The Pulaski Tool - There have been a number of hand tools for fighting forest fires invented. There was the Koch, Council, Lillevig and the Pulaski tool. They were all tried and some of them may still be used locally, but in Region One the Pulaski accompanied by the shovel have stood the test of time as the best combination. The Pulaski is a combination of an axe and a mattock. It is not as good a digging tool as the mattock or as good a chopping tool as the axe but it serves the purpose of both and thus eliminates one tool.

The Pulaski Tool was first invented by Ranger Pulaski of Wallace in 1909 or 1910, although blacksmiths in other localities were making them shortly thereafter without knowledge of Pulaski's work. In making the Pulaski the local blacksmiths destroyed the temper in the axe so that it was a poor axe. I remember the first Pulaski I worked with. I limbed a tree, cutting off several dead limbs. When I finished the blade of the Pulaski was bent and full of nicks. In 1924 the Kelly Axe company redesigned it and tempered it properly. The Pulaski then became a good tool.

Tool and Mess outfits were first developed by Bob McLaughlin of the Blackfeet Forest in 1914. He worked up outfits for 10, 15, 25, and 50 men. All these sizes of outfits could be found on the Forest until about 1924 when Procurement and Supply (P&S) revamped them and eliminated the 10 and 15 man outfits which were seldom used. The 25 and 50 man outfits have undergone numerous changes but the 25 man outfit is still in use.

The Spokane Warehouse resulted from the 1919 fires. It came into being in 1923 under O.C. Bradeen and was a very efficient outfit, furnishing tools and supplies, not only to Region One, but to all other firefighting agencies in the Northwest. It was terminated in 1967 when the fire center at Boise took over its functions on a larger scale.

The first kapok beds came into use in 1931. They were too short for men and the feet were not adequately covered but they were a big improvement over the worn out army blankets the Forest Service had been using since World War One. Their faults were soon corrected. In the early days of the smokejumpers, to cut down on the weight of packs, the goose down bed was developed. They were light and warm. The only difficulty with them was that once they were sent to a forest it was very difficult to get them returned.

In about 1929 the bulldozer was invented. At first these machines lacked power but they were steadily improved. In 1923 the so-called 35 was in use and then they were soon followed by the 55. In 1944 the D7 and other machines came onto the market.

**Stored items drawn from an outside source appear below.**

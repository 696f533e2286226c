use std::env;
use std::fs;
use std::path::{Path, PathBuf};

use thiserror::Error;

pub mod clock;
pub mod config;
pub mod effects;
pub mod heartbeat;
pub mod save;
pub mod schedule;
pub mod world;

pub use clock::{Clock, GameTime, ManualClock, SystemClock};
pub use config::{EngineConfig, HeartbeatConfig};
pub use effects::{
    DefinitionError, DefinitionWriter, DurationChange, Effect, EffectCommand, EffectContext,
    EffectCore, EffectDefinition, EffectError, EffectHandler, EffectId, EffectLoader,
    EffectRegistry, LoadContext, PerceptionTypes, RegistryError,
};
pub use heartbeat::{run_heartbeat, HeartbeatMetricsSnapshot, HeartbeatSummary, MetricsHandle};
pub use save::{
    DbId, FileStorage, FlushReport, InitialisationPhase, LazyLoadPriority, MemoryStorage,
    SaveConfig, SaveError, SaveManager, SaveTarget, Storage, StorageError, StoredEffect,
    StoredRecord, TransactionScope,
};
pub use schedule::{CheckReport, EffectScheduler, ScheduleEntry, ScheduleError};
pub use world::{
    Entity, EntityKey, EntityKind, EntityMut, EntityState, LoadReport, TickReport, World,
    WorldError,
};

pub const ROOT_ENV_VAR: &str = "MUD_ROOT";

#[derive(Debug, Clone)]
pub struct AppPaths {
    pub root: PathBuf,
    pub data_dir: PathBuf,
}

#[derive(Debug, Error)]
pub enum StartupError {
    #[error("failed to read environment variable {var}: {source}")]
    EnvVar {
        var: &'static str,
        #[source]
        source: env::VarError,
    },
    #[error("failed to resolve current executable path: {0}")]
    CurrentExe(#[source] std::io::Error),
    #[error("current executable path has no parent directory: {0}")]
    ExeHasNoParent(PathBuf),
    #[error("failed to create data directory at {path}: {source}")]
    CreateDataDir {
        path: PathBuf,
        #[source]
        source: std::io::Error,
    },
    #[error(
        "MUD_ROOT is set but does not point to a valid server root: {path}\n\
A valid root must contain Cargo.toml and either crates/ or data/."
    )]
    InvalidEnvRoot { path: PathBuf },
    #[error(
        "Could not detect server root by walking upward from executable directory: {start_dir}\n\
Expected a directory containing Cargo.toml and either crates/ or data/.\n\
Set {env_var} explicitly, for example:\n\
export {env_var}=\"/path/to/mud\""
    )]
    RootNotFound {
        start_dir: PathBuf,
        env_var: &'static str,
    },
}

pub fn resolve_app_paths() -> Result<AppPaths, StartupError> {
    let root = resolve_root()?;
    let data_dir = root.join("data");

    fs::create_dir_all(&data_dir).map_err(|source| StartupError::CreateDataDir {
        path: data_dir.clone(),
        source,
    })?;

    Ok(AppPaths { root, data_dir })
}

fn resolve_root() -> Result<PathBuf, StartupError> {
    match env::var(ROOT_ENV_VAR) {
        Ok(value) => {
            let normalized = normalize_path(&PathBuf::from(value));
            if is_repo_marker(&normalized) {
                Ok(normalized)
            } else {
                Err(StartupError::InvalidEnvRoot { path: normalized })
            }
        }
        Err(env::VarError::NotPresent) => {
            let exe = env::current_exe().map_err(StartupError::CurrentExe)?;
            let exe_dir = exe
                .parent()
                .map(Path::to_path_buf)
                .ok_or_else(|| StartupError::ExeHasNoParent(exe.clone()))?;

            exe_dir
                .ancestors()
                .find(|candidate| is_repo_marker(candidate))
                .map(normalize_path)
                .ok_or_else(|| StartupError::RootNotFound {
                    start_dir: normalize_path(&exe_dir),
                    env_var: ROOT_ENV_VAR,
                })
        }
        Err(source) => Err(StartupError::EnvVar {
            var: ROOT_ENV_VAR,
            source,
        }),
    }
}

fn is_repo_marker(path: &Path) -> bool {
    let cargo_toml = path.join("Cargo.toml").is_file();
    let has_crates = path.join("crates").is_dir();
    let has_data = path.join("data").is_dir();

    cargo_toml && (has_crates || has_data)
}

fn normalize_path(path: &Path) -> PathBuf {
    fs::canonicalize(path).unwrap_or_else(|_| path.to_path_buf())
}
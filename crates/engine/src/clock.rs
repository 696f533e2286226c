use std::cell::Cell;
use std::fmt;
use std::ops::{Add, AddAssign};
use std::rc::Rc;
use std::time::{Duration, Instant};

/// Monotonic game time, measured from the moment the clock started.
#[derive(Debug, Clone, Copy, Default, PartialEq, Eq, PartialOrd, Ord, Hash)]
pub struct GameTime(Duration);

impl GameTime {
    pub const ZERO: GameTime = GameTime(Duration::ZERO);

    pub fn from_duration(offset: Duration) -> Self {
        Self(offset)
    }

    pub fn from_millis(millis: u64) -> Self {
        Self(Duration::from_millis(millis))
    }

    pub fn as_duration(self) -> Duration {
        self.0
    }

    pub fn saturating_duration_since(self, earlier: GameTime) -> Duration {
        self.0.saturating_sub(earlier.0)
    }

    pub fn saturating_sub(self, amount: Duration) -> GameTime {
        Self(self.0.saturating_sub(amount))
    }
}

impl Add<Duration> for GameTime {
    type Output = GameTime;

    fn add(self, rhs: Duration) -> GameTime {
        GameTime(self.0.saturating_add(rhs))
    }
}

impl AddAssign<Duration> for GameTime {
    fn add_assign(&mut self, rhs: Duration) {
        self.0 = self.0.saturating_add(rhs);
    }
}

impl fmt::Display for GameTime {
    fn fmt(&self, f: &mut fmt::Formatter<'_>) -> fmt::Result {
        write!(f, "{}ms", self.0.as_millis())
    }
}

pub trait Clock {
    fn now(&self) -> GameTime;
}

#[derive(Debug, Clone, Copy)]
pub struct SystemClock {
    started: Instant,
}

impl SystemClock {
    pub fn new() -> Self {
        Self {
            started: Instant::now(),
        }
    }
}

impl Default for SystemClock {
    fn default() -> Self {
        Self::new()
    }
}

impl Clock for SystemClock {
    fn now(&self) -> GameTime {
        GameTime(Instant::now().saturating_duration_since(self.started))
    }
}

/// Hand-driven clock. Clones share the same underlying time, so a test can keep
/// one handle while the world owns another.
#[derive(Debug, Clone, Default)]
pub struct ManualClock {
    now: Rc<Cell<GameTime>>,
}

impl ManualClock {
    pub fn new() -> Self {
        Self::default()
    }

    pub fn starting_at(start: GameTime) -> Self {
        Self {
            now: Rc::new(Cell::new(start)),
        }
    }

    pub fn advance(&self, by: Duration) {
        self.now.set(self.now.get() + by);
    }

    pub fn set(&self, to: GameTime) {
        self.now.set(to);
    }
}

impl Clock for ManualClock {
    fn now(&self) -> GameTime {
        self.now.get()
    }
}
//! Effect types this server ships with and the world it starts from.

mod effects;
mod seed;

#[cfg(test)]
mod tests;

use mud_engine::{EffectRegistry, RegistryError};

pub(crate) use seed::{parse_seed, seed_world, SeedError, DEFAULT_SEED};

pub(crate) fn register_effects(registry: &mut EffectRegistry) -> Result<(), RegistryError> {
    registry.register(effects::STAT_MODIFIER, effects::load_stat_modifier)?;
    registry.register(effects::CONCEALED, effects::load_concealed)?;
    registry.register(effects::POISONED, effects::load_poisoned)?;
    registry.register(effects::WEAKENED, effects::load_weakened)?;
    registry.register(effects::TETHERED, effects::load_tethered)?;
    Ok(())
}

pub(crate) fn build_registry() -> Result<EffectRegistry, RegistryError> {
    let mut registry = EffectRegistry::new();
    register_effects(&mut registry)?;
    Ok(registry)
}
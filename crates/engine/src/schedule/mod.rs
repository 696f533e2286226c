mod entry;
mod scheduler;

pub use entry::{ScheduleEntry, ScheduledEffect};
pub use scheduler::{
    CheckReport, EffectScheduler, ScheduleError, ShortenOutcome, DEFAULT_LATE_FIRE_WARNING,
};
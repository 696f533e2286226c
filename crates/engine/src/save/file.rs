use std::collections::BTreeMap;
use std::fs;
use std::path::{Path, PathBuf};

use tracing::{debug, warn};

use super::atomic_io::{remove_if_exists, write_text_atomic};
use super::storage::{DbId, Storage, StorageError, StoredRecord};

const RECORDS_DIR: &str = "records";
const NEXT_ID_FILE: &str = "next_id";

/// One JSON file per record under `<root>/records`, plus an id counter.
/// Commits apply each staged write through an atomic replace.
#[derive(Debug)]
pub struct FileStorage {
    root: PathBuf,
    next_id: u64,
    staged: Option<BTreeMap<DbId, Option<StoredRecord>>>,
}

impl FileStorage {
    pub fn open(root: impl Into<PathBuf>) -> Result<Self, StorageError> {
        let root = root.into();
        let records = root.join(RECORDS_DIR);
        fs::create_dir_all(&records).map_err(|source| StorageError::Io {
            path: records.clone(),
            source,
        })?;
        let highest = highest_record_id(&records)?;
        let next_id = match read_next_id(&root.join(NEXT_ID_FILE))? {
            Some(counter) if counter >= highest => counter,
            None if highest == 0 => 0,
            counter => {
                warn!(
                    root = %root.display(),
                    counter = ?counter,
                    highest,
                    "next_id_behind_records"
                );
                highest
            }
        };
        debug!(root = %root.display(), next_id, "file_storage_opened");
        Ok(Self {
            root,
            next_id,
            staged: None,
        })
    }

    pub fn root(&self) -> &Path {
        &self.root
    }

    fn record_path(&self, id: DbId) -> PathBuf {
        self.root.join(RECORDS_DIR).join(format!("{}.json", id.0))
    }

    fn staged_mut(&mut self) -> Result<&mut BTreeMap<DbId, Option<StoredRecord>>, StorageError> {
        self.staged.as_mut().ok_or(StorageError::NoTransaction)
    }

    fn persist_next_id(&self) -> Result<(), StorageError> {
        let path = self.root.join(NEXT_ID_FILE);
        write_text_atomic(&path, &self.next_id.to_string())
            .map_err(|source| StorageError::Io { path, source })
    }
}

impl Storage for FileStorage {
    fn begin(&mut self) -> Result<(), StorageError> {
        if self.staged.is_some() {
            return Err(StorageError::TransactionActive);
        }
        self.staged = Some(BTreeMap::new());
        Ok(())
    }

    fn insert(&mut self, mut record: StoredRecord) -> Result<DbId, StorageError> {
        if self.staged.is_none() {
            return Err(StorageError::NoTransaction);
        }
        self.next_id += 1;
        let id = DbId(self.next_id);
        record.id = id;
        self.staged_mut()?.insert(id, Some(record));
        Ok(id)
    }

    fn write(&mut self, record: StoredRecord) -> Result<(), StorageError> {
        self.staged_mut()?.insert(record.id, Some(record));
        Ok(())
    }

    fn delete(&mut self, id: DbId) -> Result<(), StorageError> {
        self.staged_mut()?.insert(id, None);
        Ok(())
    }

    fn commit(&mut self) -> Result<(), StorageError> {
        let staged = self.staged.take().ok_or(StorageError::NoTransaction)?;

        // Encode everything before touching disk so a bad record fails the
        // whole commit.
        let mut encoded = Vec::with_capacity(staged.len());
        for (id, record) in staged {
            let text = match record {
                Some(record) => Some(
                    serde_json::to_string_pretty(&record)
                        .map_err(|source| StorageError::Encode { id, source })?,
                ),
                None => None,
            };
            encoded.push((id, text));
        }

        self.persist_next_id()?;
        for (id, text) in encoded {
            let path = self.record_path(id);
            let result = match text {
                Some(text) => write_text_atomic(&path, &text),
                None => remove_if_exists(&path),
            };
            result.map_err(|source| StorageError::Io { path, source })?;
        }
        Ok(())
    }

    fn rollback(&mut self) {
        self.staged = None;
    }

    fn load_all(&self) -> Result<Vec<StoredRecord>, StorageError> {
        let dir = self.root.join(RECORDS_DIR);
        let entries = fs::read_dir(&dir).map_err(|source| StorageError::Io {
            path: dir.clone(),
            source,
        })?;

        let mut records = Vec::new();
        for entry in entries {
            let entry = entry.map_err(|source| StorageError::Io {
                path: dir.clone(),
                source,
            })?;
            let path = entry.path();
            if path.extension().and_then(|ext| ext.to_str()) != Some("json") {
                continue;
            }
            let raw = fs::read_to_string(&path).map_err(|source| StorageError::Io {
                path: path.clone(),
                source,
            })?;
            records.push(parse_record(&path, &raw)?);
        }
        records.sort_by_key(|record| record.id);
        Ok(records)
    }
}

fn parse_record(path: &Path, raw: &str) -> Result<StoredRecord, StorageError> {
    let mut deserializer = serde_json::Deserializer::from_str(raw);
    serde_path_to_error::deserialize::<_, StoredRecord>(&mut deserializer).map_err(|error| {
        let field = error.path().to_string();
        StorageError::Decode {
            path: path.to_path_buf(),
            field,
            message: error.into_inner().to_string(),
        }
    })
}

/// The stored id counter, or `None` when it is missing or unreadable.
fn read_next_id(path: &Path) -> Result<Option<u64>, StorageError> {
    let raw = match fs::read_to_string(path) {
        Ok(raw) => raw,
        Err(error) if error.kind() == std::io::ErrorKind::NotFound => return Ok(None),
        Err(source) => {
            return Err(StorageError::Io {
                path: path.to_path_buf(),
                source,
            })
        }
    };
    match raw.trim().parse::<u64>() {
        Ok(value) => Ok(Some(value)),
        Err(error) => {
            warn!(
                path = %path.display(),
                value = raw.trim(),
                error = %error,
                "next_id_unreadable"
            );
            Ok(None)
        }
    }
}

/// Largest id among `<id>.json` files, so a lost counter never hands out an
/// id that is already on disk.
fn highest_record_id(dir: &Path) -> Result<u64, StorageError> {
    let entries = fs::read_dir(dir).map_err(|source| StorageError::Io {
        path: dir.to_path_buf(),
        source,
    })?;
    let mut highest = 0;
    for entry in entries {
        let entry = entry.map_err(|source| StorageError::Io {
            path: dir.to_path_buf(),
            source,
        })?;
        let path = entry.path();
        if path.extension().and_then(|ext| ext.to_str()) != Some("json") {
            continue;
        }
        let id = path
            .file_stem()
            .and_then(|stem| stem.to_str())
            .and_then(|stem| stem.parse::<u64>().ok());
        if let Some(id) = id {
            highest = highest.max(id);
        }
    }
    Ok(highest)
}
impl<K> SaveManager<K>
where
    K: Copy + Eq + Hash + fmt::Display,
{
    /// Queues an item for the next flush. Duplicates are allowed; an item
    /// whose flag is already clear is skipped when its turn comes.
    pub fn add(&mut self, key: K) {
        self.save_queue.push_back(key);
    }

    pub fn add_initialisation(&mut self, key: K, phase: InitialisationPhase) {
        self.initialisation_queue
            .push(PendingInitialisation { key, phase });
    }

    pub fn add_lazy_load(&mut self, key: K, priority: LazyLoadPriority) {
        let item = PendingLazyLoad { key, priority };
        if self.bulk_loading {
            self.lazy_queue.push_back(item);
            return;
        }
        let position = self
            .lazy_queue
            .iter()
            .position(|queued| queued.priority < priority)
            .unwrap_or(self.lazy_queue.len());
        self.lazy_queue.insert(position, item);
    }

    /// Queues removal of a durable record. Deletes stay queued until a
    /// commit succeeds.
    pub fn add_delete(&mut self, id: DbId) {
        if !self.delete_queue.contains(&id) {
            self.delete_queue.push(id);
        }
    }

    /// Defers priority ordering of lazy loads until `end_bulk_load`.
    pub fn begin_bulk_load(&mut self) {
        self.bulk_loading = true;
    }

    pub fn end_bulk_load(&mut self) {
        if !self.bulk_loading {
            return;
        }
        self.bulk_loading = false;
        self.lazy_queue
            .make_contiguous()
            .sort_by(|a, b| b.priority.cmp(&a.priority));
    }

    /// Drops every pending operation for `key`.
    pub fn abort(&mut self, key: K) {
        self.save_queue.retain(|queued| *queued != key);
        self.initialisation_queue.retain(|item| item.key != key);
        self.lazy_queue.retain(|item| item.key != key);
    }

    /// True when `key` sits in any of the three queues.
    pub fn is_queued(&self, key: K) -> bool {
        self.is_save_queued(key)
            || self.is_pending_initialisation(key)
            || self.lazy_queue.iter().any(|item| item.key == key)
    }

    pub fn is_save_queued(&self, key: K) -> bool {
        self.save_queue.contains(&key)
    }

    pub fn is_pending_initialisation(&self, key: K) -> bool {
        self.initialisation_queue.iter().any(|item| item.key == key)
    }

    /// Runs lazy loads in priority order until the queue empties or
    /// `max_time` elapses. At least one item is loaded per call.
    pub fn flush_lazy_load(&mut self, max_time: Duration, mut load: impl FnMut(K)) -> usize {
        let started = Instant::now();
        let mut loaded = 0;
        while let Some(item) = self.lazy_queue.pop_front() {
            load(item.key);
            loaded += 1;
            if started.elapsed() >= max_time {
                break;
            }
        }
        if loaded > 0 {
            debug!(
                loaded,
                remaining = self.lazy_queue.len(),
                "lazy_load_flushed"
            );
        }
        loaded
    }

    /// Writes all pending initialisations, then pending deletes, then drains
    /// the save queue in chunks of at most `batch_size`, one transaction per
    /// chunk.
    ///
    /// A failed chunk is rolled back, its items are re-flagged and requeued,
    /// and the error is returned. Work committed before the failure stays
    /// committed.
    pub fn flush<T: SaveTarget<K>>(
        &mut self,
        target: &mut T,
        storage: &mut dyn Storage,
    ) -> Result<FlushReport<K>, SaveError> {
        let mut report = FlushReport::default();
        self.save_queue.extend(target.take_newly_changed());
        if !self.has_pending_work() {
            return Ok(report);
        }

        if let Err(error) = self.flush_initialisations(target, storage, &mut report) {
            // phases that did commit may have released waiters
            self.save_queue.extend(target.take_newly_changed());
            return Err(error);
        }
        let deleted = self.flush_deletes(storage)?;
        if deleted > 0 {
            report.transactions += 1;
            report.deleted = deleted;
        }
        self.flush_saves(target, storage, &mut report)?;

        if report.transactions > 0 {
            info!(
                registered = report.registered.len(),
                saved = report.saved,
                deleted = report.deleted,
                deferred = report.deferred,
                transactions = report.transactions,
                passes = report.passes,
                "flush_complete"
            );
        }
        Ok(report)
    }

    fn flush_initialisations<T: SaveTarget<K>>(
        &mut self,
        target: &mut T,
        storage: &mut dyn Storage,
        report: &mut FlushReport<K>,
    ) -> Result<(), SaveError> {
        while !self.initialisation_queue.is_empty() {
            let mut pending = std::mem::take(&mut self.initialisation_queue);
            pending.sort_by_key(|item| item.phase);

            let mut start = 0;
            while start < pending.len() {
                let phase = pending[start].phase;
                let end = start
                    + pending[start..]
                        .iter()
                        .take_while(|item| item.phase == phase)
                        .count();
                let group = &pending[start..end];

                match initialise_group(group, target, storage) {
                    Ok(registered) => {
                        report.transactions += 1;
                        report.registered.extend(registered);
                    }
                    Err(source) => {
                        error!(
                            phase = ?phase,
                            items = group.len(),
                            first = %target.describe(group[0].key),
                            error = %source,
                            "initialisation_failed"
                        );
                        let mut requeue = pending[start..].to_vec();
                        requeue.append(&mut self.initialisation_queue);
                        self.initialisation_queue = requeue;
                        return Err(SaveError::Initialisation {
                            phase,
                            items: group.len(),
                            source,
                        });
                    }
                }
                start = end;
            }
        }
        Ok(())
    }

    /// Commits every queued delete in one transaction. On failure the deletes
    /// stay queued for the next flush.
    pub fn flush_deletes(&mut self, storage: &mut dyn Storage) -> Result<usize, SaveError> {
        if self.delete_queue.is_empty() {
            return Ok(0);
        }
        let records = self.delete_queue.len();
        if let Err(source) = delete_records(&self.delete_queue, storage) {
            error!(records, error = %source, "delete_batch_failed");
            return Err(SaveError::Delete { records, source });
        }
        self.delete_queue.clear();
        Ok(records)
    }

    fn flush_saves<T: SaveTarget<K>>(
        &mut self,
        target: &mut T,
        storage: &mut dyn Storage,
        report: &mut FlushReport<K>,
    ) -> Result<(), SaveError> {
        let batch_size = self.config.batch_size;
        let mut deferred: Vec<K> = Vec::new();
        self.save_queue.extend(target.take_newly_changed());

        while !self.save_queue.is_empty() && report.passes < self.config.max_flush_passes {
            report.passes += 1;
            let pending: Vec<K> = self.save_queue.drain(..).collect();

            for (index, chunk) in pending.chunks(batch_size).enumerate() {
                match save_chunk(chunk, target, storage) {
                    Ok((saved, still_changed)) => {
                        report.transactions += 1;
                        report.saved += saved;
                        for key in &still_changed {
                            warn!(item = %target.describe(*key), "save_left_item_changed");
                        }
                        deferred.extend(still_changed);
                    }
                    Err(failure) => {
                        for key in &failure.attempted {
                            target.restore_changed(*key);
                        }
                        let culprit = failure
                            .failed_on
                            .map(|key| target.describe(key))
                            .unwrap_or_else(|| "commit".to_string());
                        error!(
                            items = chunk.len(),
                            culprit = %culprit,
                            queue_depth = pending.len() - index * batch_size,
                            error = %failure.source,
                            "save_batch_failed"
                        );

                        let mut requeue: VecDeque<K> =
                            pending[index * batch_size..].iter().copied().collect();
                        requeue.extend(deferred.drain(..));
                        requeue.extend(self.save_queue.drain(..));
                        self.save_queue = requeue;
                        return Err(SaveError::Batch {
                            items: chunk.len(),
                            source: failure.source,
                        });
                    }
                }
                self.save_queue.extend(target.take_newly_changed());
            }
        }

        if !self.save_queue.is_empty() {
            warn!(
                remaining = self.save_queue.len(),
                passes = report.passes,
                "flush_pass_limit_reached"
            );
        }

        report.deferred = deferred.len();
        for key in deferred.into_iter().rev() {
            self.save_queue.push_front(key);
        }
        Ok(())
    }
}
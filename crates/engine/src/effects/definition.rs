use std::collections::BTreeMap;
use std::fmt::Display;
use std::str::FromStr;

use quick_xml::escape::escape;
use roxmltree::Document;
use thiserror::Error;

use crate::save::DbId;
use crate::world::EntityKey;

const ROOT_TAG: &str = "Effect";
const TYPE_ATTRIBUTE: &str = "type";

#[derive(Debug, Clone, PartialEq, Eq, Error)]
pub enum DefinitionError {
    #[error("malformed effect definition XML at line {line}, column {column}: {message}")]
    Malformed {
        message: String,
        line: u32,
        column: u32,
    },
    #[error("effect definition root must be <Effect>, found <{found}>")]
    InvalidRoot { found: String },
    #[error("effect definition is missing its type attribute")]
    MissingType,
    #[error("duplicate field <{field}> in {specific_type} definition")]
    DuplicateField {
        specific_type: String,
        field: String,
    },
    #[error("missing field <{field}> in {specific_type} definition")]
    MissingField {
        specific_type: String,
        field: String,
    },
    #[error("invalid value '{value}' for field <{field}> in {specific_type} definition")]
    InvalidValue {
        specific_type: String,
        field: String,
        value: String,
    },
}

/// Parsed form of a saved effect: the type tag plus its flat field map.
#[derive(Debug, Clone, PartialEq, Eq)]
pub struct EffectDefinition {
    specific_type: String,
    fields: BTreeMap<String, String>,
}

impl EffectDefinition {
    pub fn parse(raw: &str) -> Result<Self, DefinitionError> {
        let doc = Document::parse(raw).map_err(|error| DefinitionError::Malformed {
            message: error.to_string(),
            line: error.pos().row,
            column: error.pos().col,
        })?;

        let root = doc.root_element();
        if root.tag_name().name() != ROOT_TAG {
            return Err(DefinitionError::InvalidRoot {
                found: root.tag_name().name().to_string(),
            });
        }
        let specific_type = root
            .attribute(TYPE_ATTRIBUTE)
            .map(str::trim)
            .filter(|value| !value.is_empty())
            .ok_or(DefinitionError::MissingType)?
            .to_string();

        let mut fields = BTreeMap::new();
        for field in root.children().filter(|node| node.is_element()) {
            let name = field.tag_name().name().to_string();
            let value = field.text().unwrap_or_default().to_string();
            if fields.insert(name.clone(), value).is_some() {
                return Err(DefinitionError::DuplicateField {
                    specific_type,
                    field: name,
                });
            }
        }

        Ok(Self {
            specific_type,
            fields,
        })
    }

    pub fn specific_type(&self) -> &str {
        &self.specific_type
    }

    pub fn fields(&self) -> &BTreeMap<String, String> {
        &self.fields
    }

    pub fn optional(&self, field: &str) -> Option<&str> {
        self.fields.get(field).map(String::as_str)
    }

    pub fn required(&self, field: &str) -> Result<&str, DefinitionError> {
        self.optional(field)
            .ok_or_else(|| DefinitionError::MissingField {
                specific_type: self.specific_type.clone(),
                field: field.to_string(),
            })
    }

    pub fn parse_field<T: FromStr>(&self, field: &str) -> Result<T, DefinitionError> {
        let raw = self.required(field)?;
        raw.trim()
            .parse::<T>()
            .map_err(|_| DefinitionError::InvalidValue {
                specific_type: self.specific_type.clone(),
                field: field.to_string(),
                value: raw.to_string(),
            })
    }

    pub fn db_id_field(&self, field: &str) -> Result<DbId, DefinitionError> {
        self.parse_field::<u64>(field).map(DbId)
    }
}

/// Builds the XML blob for one effect. Entity references are written as
/// durable ids resolved through `resolve`.
pub struct DefinitionWriter<'a> {
    specific_type: &'static str,
    fields: Vec<(&'static str, String)>,
    resolve: &'a dyn Fn(EntityKey) -> Option<DbId>,
}

impl<'a> DefinitionWriter<'a> {
    pub fn new(
        specific_type: &'static str,
        resolve: &'a dyn Fn(EntityKey) -> Option<DbId>,
    ) -> Self {
        Self {
            specific_type,
            fields: Vec::new(),
            resolve,
        }
    }

    pub fn field(&mut self, name: &'static str, value: impl Display) -> &mut Self {
        self.fields.push((name, value.to_string()));
        self
    }

    /// Writes a reference to another entity. Returns `false` when that entity
    /// has no durable identity yet.
    pub fn entity_ref(&mut self, name: &'static str, entity: EntityKey) -> bool {
        match (self.resolve)(entity) {
            Some(id) => {
                self.field(name, id.0);
                true
            }
            None => false,
        }
    }

    pub fn finish(&self) -> String {
        let mut output = format!(
            "<{ROOT_TAG} {TYPE_ATTRIBUTE}=\"{}\">",
            escape(self.specific_type)
        );
        for (name, value) in &self.fields {
            output.push_str(&format!("<{name}>{}</{name}>", escape(value.as_str())));
        }
        output.push_str(&format!("</{ROOT_TAG}>"));
        output
    }
}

These machines revolutionized road building and firefighting. Roads were built faster and at far less cost than the old hand labor-horse drawn scraper method.

These machines were used on fires as early as 1934 on the McLendon Butte fire by Clarence Sutliff but they were not very effective. By 1940 they were far more useful, but it wasn't until 1944 that the D7 and similar machines had adequate power for firefighting.

Since these machines made road building much easier they also revolutionized logging. The P.F.I. continued to log by railroad and drove the Clearwater River until 1972, but all other logging outfits went to roads in about 1935.

Pioneer Justice. The methods used in bringing law offenders to justice and the action by the courts have changed greatly since the early days of the Forest Service. The two cases that follow will serve as illustrations.

Ranger Ralph Hand once took a man before the local Justice of the Peace and charged him with leaving a campfire burning. In due time the judge asked the defendant if he was guilty or not guilty, to which the reply was "Not guilty". Whereupon the judge said "Not guilty! Of course, you are guilty! Haven't you owed me ten dollars for the past five years? I fine you twenty five dollars".

The following story about Ranger Ed McKay was first told to me by W.W. White, who was Ed's Supervisor when it happened, then by Earl Tennant, Ed's brother-in-law, and finally by Bud Moore. They each told it a little differently but the essentials are the same. I have supplied the conversation as it might have been.

Ranger Ed McKay came upon a man just as he shot an insulator off a Forest Service telephone line. Ed said to him, "I have always wanted to catch one of you monkeys who do tricks like that. Don't you know that puts the line out of order and is against the law?"

The man replied that he had not thought much about it.

Ed said, "I could take you to court for this or I can settle it right here by giving you a good trouncing. Which shall it be".

The man said, "Let's settle it right here".

So they squared away and went at it. Ed was a huge man outweighing his opponent by at least forty pounds but what Ed didn't know was that he faced a prize fighter. In the action which followed Ed found that he couldn't hit his adversary who danced out of the way but repeatedly hit Ed with stinging punches. Ed decided he would have to get a hold on his opponent so he made a rush at him. The result was that Ed found himself sitting on the ground looking at his adversary through fast closing eyes.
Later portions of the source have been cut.